Abstract:Introduction: Analytical methods like Ultraviolet-visible spectroscopy and High-Performance Liquid Chromatography play a critical role in equivalence and risk assessment and management. Nucleotide reverse transcriptase inhibitors tenofovir disoproxil fumarate (TDF) and Emtricitabine (ETB) is clinically a potent combination against HIV and hepatitis B virus devoid of short-term irritating toxicity. Objective: The present investigation deals with the development and validation of new UV spectrophotometric Vierordt's and Reverse Phase Ultra-Fast Liquid Chromatography (RP-UFLC) methods for the simultaneous estimation of TDF and ETB in bulk and tablet dosage form as per the International Council for Harmonization (ICH) guidelines. Methods: Vierordt's method was developed on Shimadzu UV-1800 UV/Visible Spectrophotometer. Reverse phase ultra-fast liquid chromatography was developed on Shimadzu UPLC, X-Bridge C18 column equipped with a photodiode array detector. Mobile phase composed of water: methanol 62:38. The effluent was pass through the column 1.0 ml/min at 30o C and the response was recorded at 254 nm. Results: Absorption maxima of TDF and ETB were obtained at 260 nm and 281 nm respectively. The RSD of all validation parameters was lesser than 2 % indicated the accuracy of the Vierordt's method. In UFLC, the retention time of ETB and TDB were found to be at 3.371 and 6.850 min respectively. Purity angle and purity threshold of both peaks showed spectral homogeneity over all the peak region indicated its peak purity. Conclusion: The proposed Vierordt's and RP-UFLC methods found to be sensitive, rapid, accurate and economical and it can be employed for simultaneous estimation of ETB and TDB in bulk drugs and formulations.

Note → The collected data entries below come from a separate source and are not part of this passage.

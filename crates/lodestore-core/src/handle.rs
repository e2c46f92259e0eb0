//! Per-holder lock handles.

use lodestore_types::Value;
use parking_lot::Mutex;

use crate::cell::{CellReadGuard, CellWriteGuard, ValueCell};

#[derive(Debug)]
enum HeldGuard {
    Read(CellReadGuard),
    Write(CellWriteGuard),
}

/// A per-holder, mode-aware view of one cell's reader/writer lock.
///
/// The handle remembers whether its holder has the cell locked and in
/// which mode, makes acquisition idempotent, supports read→write
/// promotion, and releases in whichever mode is held. Exactly one
/// handle exists per (transaction, key) pair; distinct transactions
/// hold distinct handles on the same cell and contend through the
/// cell's lock, not through each other's bookkeeping.
///
/// All operations serialize on a private mutex; they may additionally
/// block on the underlying cell lock.
#[derive(Debug)]
pub struct LockHandle {
    cell: ValueCell,
    state: Mutex<Option<HeldGuard>>,
}

impl LockHandle {
    /// Create an unheld handle bound to `cell`.
    #[must_use]
    pub fn bind(cell: ValueCell) -> Self {
        Self {
            cell,
            state: Mutex::new(None),
        }
    }

    /// The cell this handle locks.
    #[must_use]
    pub fn cell(&self) -> &ValueCell {
        &self.cell
    }

    /// Acquire the read side. No-op when already held in either mode.
    pub fn read_lock(&self) {
        let mut state = self.state.lock();
        if state.is_none() {
            *state = Some(HeldGuard::Read(self.cell.lock_read()));
        }
    }

    /// Acquire the write side, promoting a held read lock.
    ///
    /// Promotion releases the read guard before acquiring the write
    /// guard. Another writer may interleave in that window, so a value
    /// observed under the read lock is not guaranteed to still be
    /// current once the write lock is held.
    pub fn write_lock(&self) {
        let mut state = self.state.lock();
        match state.take() {
            Some(HeldGuard::Write(guard)) => *state = Some(HeldGuard::Write(guard)),
            Some(HeldGuard::Read(guard)) => {
                drop(guard);
                *state = Some(HeldGuard::Write(self.cell.lock_write()));
            }
            None => *state = Some(HeldGuard::Write(self.cell.lock_write())),
        }
    }

    /// Promote a held read lock to a write lock. No-op when the write
    /// side is already held.
    pub fn promote(&self) {
        self.write_lock();
    }

    /// Release whichever side is held. No-op when not held.
    pub fn release(&self) {
        *self.state.lock() = None;
    }

    /// Whether the read side is held.
    #[must_use]
    pub fn is_read_held(&self) -> bool {
        matches!(&*self.state.lock(), Some(HeldGuard::Read(_)))
    }

    /// Whether the write side is held.
    #[must_use]
    pub fn is_write_held(&self) -> bool {
        matches!(&*self.state.lock(), Some(HeldGuard::Write(_)))
    }

    /// Copy of the cell's current value, read through the held guard,
    /// or through a transient read lock when the handle is unheld.
    #[must_use]
    pub fn current(&self) -> Option<Value> {
        match &*self.state.lock() {
            Some(HeldGuard::Read(guard)) => (**guard).clone(),
            Some(HeldGuard::Write(guard)) => (**guard).clone(),
            None => self.cell.peek(),
        }
    }

    /// Install `value` into the cell through the held write guard.
    ///
    /// # Panics
    ///
    /// Asserts that the write side is held.
    pub fn install(&self, value: Option<Value>) {
        let mut state = self.state.lock();
        match &mut *state {
            Some(HeldGuard::Write(guard)) => **guard = value,
            _ => panic!("LockHandle::install: write lock not held"),
        }
    }
}
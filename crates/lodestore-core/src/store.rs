//! The master key → cell map.

use std::collections::HashMap;

use lodestore_error::{Result, StoreError};
use lodestore_types::Key;

use crate::cell::ValueCell;

/// The master copy of the store: a map from keys to value cells.
///
/// Cells are created lazily on the first write to an unknown key and
/// removed when a delete's UPDATE record is emitted. The map structure
/// itself is guarded by the log manager; callers never traverse it
/// concurrently.
#[derive(Debug, Default)]
pub struct StoreMap {
    cells: HashMap<Key, ValueCell>,
}

impl StoreMap {
    /// Create an empty map.
    #[must_use]
    pub fn new() -> Self {
        Self::default()
    }

    /// Fetch the cell for `key`.
    ///
    /// When `create_if_missing` is set, an unknown key gets a fresh
    /// valueless cell installed; otherwise the lookup fails with
    /// `KeyNotFound`.
    pub fn get_cell(&mut self, key: &str, create_if_missing: bool) -> Result<ValueCell> {
        if let Some(cell) = self.cells.get(key) {
            return Ok(cell.clone());
        }
        if !create_if_missing {
            return Err(StoreError::key_not_found(key));
        }
        let cell = ValueCell::new();
        self.cells.insert(Key::from(key), cell.clone());
        Ok(cell)
    }

    /// Remove the entry for `key`.
    ///
    /// The cell itself stays alive through any lock handles still bound
    /// to it; their in-flight locks release on transaction termination.
    pub fn remove(&mut self, key: &str) -> Option<ValueCell> {
        self.cells.remove(key)
    }

    /// Install `cell` under `key`, re-materializing a deleted entry.
    pub fn insert(&mut self, key: Key, cell: ValueCell) {
        self.cells.insert(key, cell);
    }

    /// Whether `key` currently has an entry.
    #[must_use]
    pub fn contains_key(&self, key: &str) -> bool {
        self.cells.contains_key(key)
    }

    /// Number of keys in the map.
    #[must_use]
    pub fn len(&self) -> usize {
        self.cells.len()
    }

    /// Whether the map holds no keys.
    #[must_use]
    pub fn is_empty(&self) -> bool {
        self.cells.is_empty()
    }
}

#[cfg(test)]
mod tests {
    use super::*;

    #[test]
    fn lookup_without_create_fails() {
        let mut map = StoreMap::new();
        let err = map.get_cell("k", false).unwrap_err();
        assert!(matches!(err, StoreError::KeyNotFound { .. }));
        assert!(map.is_empty());
    }

    #[test]
    fn create_on_demand_then_reuse() {
        let mut map = StoreMap::new();
        let created = map.get_cell("k", true).unwrap();
        let fetched = map.get_cell("k", false).unwrap();
        assert!(created.same_cell(&fetched));
        assert_eq!(map.len(), 1);
    }

    #[test]
    fn remove_orphans_the_cell_and_insert_restores_it() {
        let mut map = StoreMap::new();
        let cell = map.get_cell("k", true).unwrap();
        let removed = map.remove("k").unwrap();
        assert!(cell.same_cell(&removed));
        assert!(!map.contains_key("k"));

        map.insert(Key::from("k"), removed);
        let restored = map.get_cell("k", false).unwrap();
        assert!(cell.same_cell(&restored));
    }
}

Keywords: Vierordt’s method, RP-UFLC, Tenofovir disoproxil fumarate, Emtricitabine, UV spectroscopy, Chromatography

Full Text:

INTRODUCTION

Chemically, Tenofovir (TDF) is (R)-(1-(6-amino-9H-purin-9-yl)propan-2-yloxy)methyl phosphonic acid. It is a class of antiretroviral drugs known as nucleotide analogue reverse transcriptase enzyme inhibitors (NtRTIs), which blocks viral production in HIV-infected people.¹ Emitricitabine (ETB) is 4-amino-5-fluoro-1-[(2R,5S)-2-(hydroxymethyl)-1,3-oxathiolan-5-yl]pyrimidin-2-one. It is also a nucleoside reverse transcriptase inhibitor which acts by inhibiting reverse transcriptase enzyme that copies human immunodeficiency virus ribonucleic acid into new viral deoxyribonucleic acid.² Combinational antiretroviral therapy of TDF with ETB has significantly greater potency, reduced HIV-related morbidity, mortality, toxicity and offers simplified dosing convenience.³

                    Literature survey revealed that the various analytical methods like high-performance liquid chromatography^4-9 and ultraviolet spectroscopy^10,11 have been reported for simultaneous determination of TDF and ETB however none of these chromatographic methods developed on UFLC which offers better resolution, speed, sensitivity, accuracy compare to conventional liquid chromatography.¹² In the reported high-performance liquid chromatography methods, effluents were not monitored by photodiode-array detector hence the interference of any impurities remained are undetected. Ultra-fast liquid chromatography equipped with photodiode array detector facilitates the accurate detection of co-eluting impurity within the analyte peak by measurement of its peak purity.¹³Vierordt's spectrophotometric method applied for simultaneous estimation of drugs that have measurable absorbance at λ_max of each other.¹⁴ Vierordt’s method has the bene?ts of being simple, rapid, direct, economic, with minimum data manipulation. It does not require sophisticated techniques or instruments.¹⁵ Therefore, the present investigation deals with development and validation of UV Spectrophotometric Vierordt’s and UFLC methods to allow accurate, rapid, sensitive and precise determinations of TDF and ETB in bulk and tablet dosage forms.

MATERIALS AND METHODS

Materials

Pharmaceutical grade TDF and ETB bulk drugs were generously gifted by Hetro Drugs Ltd., Hyderabad, India. HPLC grade methanol and water were purchased from Rankem, Mumbai. Nylon membrane disc filter (0.45µ) and syringe filter procured from by mdi-Cat, Gurgaon. All other chemicals and reagents were of analytical grade. TENOF EMis the brand of the tablet manufactured by Hetero Drugs Ltd contains Emtricitabine/Tenofovir disoproxil fumarate 200 mg/300 mg respectively. Tablets were purchased from Nagpur retail pharmacy.

Instruments

Shimadzu prominence ultra-fast liquid chromatography (UFLC) system,  Shim-pack GIST-HP C₁₈  (150 x 4.6 mm, 3 µm) column manufactured by Shimadzu Pvt. Ltd. from high purity porous spherical silica, Pump LC 20 AD gradient system, connected with SPD-M20A PDA detector empowered with LC solution software. Shimadzu UV-1800 UV/Visible Scanning Spectrophotometer; 115 VAC, bandwidth 1.0 nm, wavelength accuracy ±0.1 nm, detector silicon photodiode. Mettler Toledo XS205D0 analytical balance.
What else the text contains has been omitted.